- _EXCERPTED DATA_:

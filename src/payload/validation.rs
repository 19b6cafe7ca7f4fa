//! Accumulating the payload produced while walking one trust anchor.
//!
//! [`ValidationReport`] collects the VRPs and router keys the tree walker
//! (§4.4) discovers. Several reports -- one per trust anchor -- are merged
//! into a single [`PayloadSnapshot`] at the end of a validation cycle.

use super::router_key::RouterKey;
use super::snapshot::PayloadSnapshot;
use super::vrp::Vrp;


//------------ ValidationReport -------------------------------------------------

/// The VRPs and router keys produced while walking a single trust anchor.
#[derive(Clone, Debug, Default)]
pub struct ValidationReport {
    vrps: Vec<Vrp>,
    router_keys: Vec<RouterKey>,
}

impl ValidationReport {
    pub fn new() -> Self {
        ValidationReport { vrps: Vec::new(), router_keys: Vec::new() }
    }

    /// Records a VRP produced by a validated ROA (§4.4.1).
    pub fn push_vrp(&mut self, vrp: Vrp) {
        self.vrps.push(vrp);
    }

    /// Records a router key produced by a validated BGPsec router
    /// certificate (§4.4.2).
    pub fn push_router_key(&mut self, key: RouterKey) {
        self.router_keys.push(key);
    }

    pub fn vrps(&self) -> &[Vrp] {
        &self.vrps
    }

    pub fn router_keys(&self) -> &[RouterKey] {
        &self.router_keys
    }

    /// Merges another trust anchor's report into this one.
    pub fn merge(&mut self, other: ValidationReport) {
        self.vrps.extend(other.vrps);
        self.router_keys.extend(other.router_keys);
    }

    /// Turns the accumulated reports of every trust anchor into a single
    /// snapshot.
    ///
    /// [`PayloadSnapshot::new`] sorts and deduplicates, which is what
    /// resolves duplicate VRPs published under more than one trust
    /// anchor: identical payloads collapse to one entry regardless of
    /// which TA produced them.
    pub fn into_snapshot(self) -> PayloadSnapshot {
        PayloadSnapshot::new(self.vrps, self.router_keys)
    }
}


#[cfg(test)]
mod test {
    use super::*;
    use crate::resources::{Afi, Prefix};

    fn vrp(asn: u32) -> Vrp {
        Vrp::new(asn, Prefix::new(Afi::Ipv4, 0xC0000200, 24), 24)
    }

    #[test]
    fn merge_combines_reports() {
        let mut a = ValidationReport::new();
        a.push_vrp(vrp(1));
        let mut b = ValidationReport::new();
        b.push_vrp(vrp(2));
        a.merge(b);
        assert_eq!(a.vrps().len(), 2);
    }

    #[test]
    fn into_snapshot_sorts_and_dedups() {
        let mut report = ValidationReport::new();
        report.push_vrp(vrp(2));
        report.push_vrp(vrp(1));
        report.push_vrp(vrp(1));
        let snapshot = report.into_snapshot();
        assert_eq!(snapshot.vrps().len(), 2);
    }
}
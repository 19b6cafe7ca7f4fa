//! Turning a validated ROA into VRPs (§4.4.1).

use std::net::IpAddr;
use bytes::Bytes;
use log::warn;
use rpki::repository::cert::{Cert, ResourceCert};
use rpki::repository::crl::Crl;
use rpki::repository::roa::Roa;
use rpki::uri;
use crate::config::Config;
use crate::payload::{ValidationReport, Vrp};
use crate::resources::{Afi, Prefix};
use crate::store::UriRef;

/// Decodes, validates and extracts the VRPs of one `.roa` object, pushing
/// them onto `report`.
///
/// One ROA can cover several prefixes, each with its own maxLength; every
/// `(prefix, maxLength)` pair that passes the sanity check in §4.4.1
/// becomes one VRP sharing the ROA's single AS number.
pub fn process(
    bytes: Bytes,
    issuer: &ResourceCert,
    crl_uri: &uri::Rsync,
    crl: &Crl,
    config: &Config,
    report: &mut ValidationReport,
    uri: &UriRef,
) {
    let roa = match Roa::decode(bytes, config.strict) {
        Ok(roa) => roa,
        Err(_) => {
            warn!("{}: failed to decode ROA.", uri);
            return
        }
    };
    let route = match roa.process(
        issuer, config.strict,
        |cert: &Cert| super::check_crl(cert, crl_uri, crl),
    ) {
        Ok(route) => route,
        Err(_) => {
            warn!("{}: ROA failed to validate.", uri);
            return
        }
    };

    let asn = u32::from(route.as_id());
    for addr in route.iter() {
        let (family, value) = match addr.address() {
            IpAddr::V4(addr) => (Afi::Ipv4, u32::from(addr) as u128),
            IpAddr::V6(addr) => (Afi::Ipv6, u128::from(addr)),
        };
        let prefix = Prefix::new(family, value, addr.address_length());
        let max_length = addr.max_length();
        if !max_length_ok(&prefix, max_length, family) {
            warn!(
                "{}: ROA entry for {} has an invalid maxLength {}, skipped.",
                uri, prefix, max_length
            );
            continue
        }
        report.push_vrp(Vrp::new(asn, prefix, max_length));
    }
}

/// Whether `maxLength` is sane for a ROA entry covering `prefix` (§3): it
/// must be at least the prefix length and at most the address family's
/// bit width.
fn max_length_ok(prefix: &Prefix, max_length: u8, family: Afi) -> bool {
    max_length >= prefix.len && max_length <= family.width()
}


#[cfg(test)]
mod test {
    use super::*;

    #[test]
    fn max_length_within_bounds_is_ok() {
        let prefix = Prefix::new(Afi::Ipv4, 0xC0000200, 24);
        assert!(max_length_ok(&prefix, 24, Afi::Ipv4));
        assert!(max_length_ok(&prefix, 32, Afi::Ipv4));
    }

    #[test]
    fn max_length_shorter_than_prefix_is_rejected() {
        let prefix = Prefix::new(Afi::Ipv4, 0xC0000200, 24);
        assert!(!max_length_ok(&prefix, 16, Afi::Ipv4));
    }

    #[test]
    fn max_length_beyond_family_width_is_rejected() {
        let prefix = Prefix::new(Afi::Ipv6, 0x2001_0db8_0000_0000_0000_0000_0000_0000, 32);
        assert!(!max_length_ok(&prefix, 200, Afi::Ipv6));
    }
}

- _PROBLEM_: Every record above is to be written out exactly.

- _WRITTEN ANSWER_:
filename src/payload/validation.rs
repository 19b6cafe7ca7f4fa
//! Accumulating the payload produced while walking one trust anchor.
//!
//! [`ValidationReport`] collects the VRPs and router keys the tree walker
//! (§4.4) discovers. Several reports -- one per trust anchor -- are merged
//! into a single [`PayloadSnapshot`] at the end of a validation cycle.

use super::router_key::RouterKey;
use super::snapshot::PayloadSnapshot;
use super::vrp::Vrp;


//------------ ValidationReport -------------------------------------------------

/// The VRPs and router keys produced while walking a single trust anchor.
#[derive(Clone, Debug, Default)]
pub struct ValidationReport {
    vrps: Vec<Vrp>,
    router_keys: Vec<RouterKey>,
}

impl ValidationReport {
    pub fn new() -> Self {
        ValidationReport { vrps: Vec::new(), router_keys: Vec::new() }
    }

    /// Records a VRP produced by a validated ROA (§4.4.1).
    pub fn push_vrp(&mut self, vrp: Vrp) {
        self.vrps.push(vrp);
    }

    /// Records a router key produced by a validated BGPsec router
    /// certificate (§4.4.2).
    pub fn push_router_key(&mut self, key: RouterKey) {
        self.router_keys.push(key);
    }

    pub fn vrps(&self) -> &[Vrp] {
        &self.vrps
    }

    pub fn router_keys(&self) -> &[RouterKey] {
        &self.router_keys
    }

    /// Merges another trust anchor's report into this one.
    pub fn merge(&mut self, other: ValidationReport) {
        self.vrps.extend(other.vrps);
        self.router_keys.extend(other.router_keys);
    }

    /// Turns the accumulated reports of every trust anchor into a single
    /// snapshot.
    ///
    /// [`PayloadSnapshot::new`] sorts and deduplicates, which is what
    /// resolves duplicate VRPs published under more than one trust
    /// anchor: identical payloads collapse to one entry regardless of
    /// which TA produced them.
    pub fn into_snapshot(self) -> PayloadSnapshot {
        PayloadSnapshot::new(self.vrps, self.router_keys)
    }
}


#[cfg(test)]
mod test {
    use super::*;
    use crate::resources::{Afi, Prefix};

    fn vrp(asn: u32) -> Vrp {
        Vrp::new(asn, Prefix::new(Afi::Ipv4, 0xC0000200, 24), 24)
    }

    #[test]
    fn merge_combines_reports() {
        let mut a = ValidationReport::new();
        a.push_vrp(vrp(1));
        let mut b = ValidationReport::new();
        b.push_vrp(vrp(2));
        a.merge(b);
        assert_eq!(a.vrps().len(), 2);
    }

    #[test]
    fn into_snapshot_sorts_and_dedups() {
        let mut report = ValidationReport::new();
        report.push_vrp(vrp(2));
        report.push_vrp(vrp(1));
        report.push_vrp(vrp(1));
        let snapshot = report.into_snapshot();
        assert_eq!(snapshot.vrps().len(), 2);
    }
}
repository 19b6cafe7ca7f4fa
//! Turning a validated ROA into VRPs (§4.4.1).

use std::net::IpAddr;
use bytes::Bytes;
use log::warn;
use rpki::repository::cert::{Cert, ResourceCert};
use rpki::repository::crl::Crl;
use rpki::repository::roa::Roa;
use rpki::uri;
use crate::config::Config;
use crate::payload::{ValidationReport, Vrp};
use crate::resources::{Afi, Prefix};
use crate::store::UriRef;

/// Decodes, validates and extracts the VRPs of one `.roa` object, pushing
/// them onto `report`.
///
/// One ROA can cover several prefixes, each with its own maxLength; every
/// `(prefix, maxLength)` pair that passes the sanity check in §4.4.1
/// becomes one VRP sharing the ROA's single AS number.
pub fn process(
    bytes: Bytes,
    issuer: &ResourceCert,
    crl_uri: &uri::Rsync,
    crl: &Crl,
    config: &Config,
    report: &mut ValidationReport,
    uri: &UriRef,
) {
    let roa = match Roa::decode(bytes, config.strict) {
        Ok(roa) => roa,
        Err(_) => {
            warn!("{}: failed to decode ROA.", uri);
            return
        }
    };
    let route = match roa.process(
        issuer, config.strict,
        |cert: &Cert| super::check_crl(cert, crl_uri, crl),
    ) {
        Ok(route) => route,
        Err(_) => {
            warn!("{}: ROA failed to validate.", uri);
            return
        }
    };

    let asn = u32::from(route.as_id());
    for addr in route.iter() {
        let (family, value) = match addr.address() {
            IpAddr::V4(addr) => (Afi::Ipv4, u32::from(addr) as u128),
            IpAddr::V6(addr) => (Afi::Ipv6, u128::from(addr)),
        };
        let prefix = Prefix::new(family, value, addr.address_length());
        let max_length = addr.max_length();
        if !max_length_ok(&prefix, max_length, family) {
            warn!(
                "{}: ROA entry for {} has an invalid maxLength {}, skipped.",
                uri, prefix, max_length
            );
            continue
        }
        report.push_vrp(Vrp::new(asn, prefix, max_length));
    }
}

/// Whether `maxLength` is sane for a ROA entry covering `prefix` (§3): it
/// must be at least the prefix length and at most the address family's
/// bit width.
fn max_length_ok(prefix: &Prefix, max_length: u8, family: Afi) -> bool {
    max_length >= prefix.len && max_length <= family.width()
}


#[cfg(test)]
mod test {
    use super::*;

    #[test]
    fn max_length_within_bounds_is_ok() {
        let prefix = Prefix::new(Afi::Ipv4, 0xC0000200, 24);
        assert!(max_length_ok(&prefix, 24, Afi::Ipv4));
        assert!(max_length_ok(&prefix, 32, Afi::Ipv4));
    }

    #[test]
    fn max_length_shorter_than_prefix_is_rejected() {
        let prefix = Prefix::new(Afi::Ipv4, 0xC0000200, 24);
        assert!(!max_length_ok(&prefix, 16, Afi::Ipv4));
    }

    #[test]
    fn max_length_beyond_family_width_is_rejected() {
        let prefix = Prefix::new(Afi::Ipv6, 0x2001_0db8_0000_0000_0000_0000_0000_0000, 32);
        assert!(!max_length_ok(&prefix, 200, Afi::Ipv6));
    }
}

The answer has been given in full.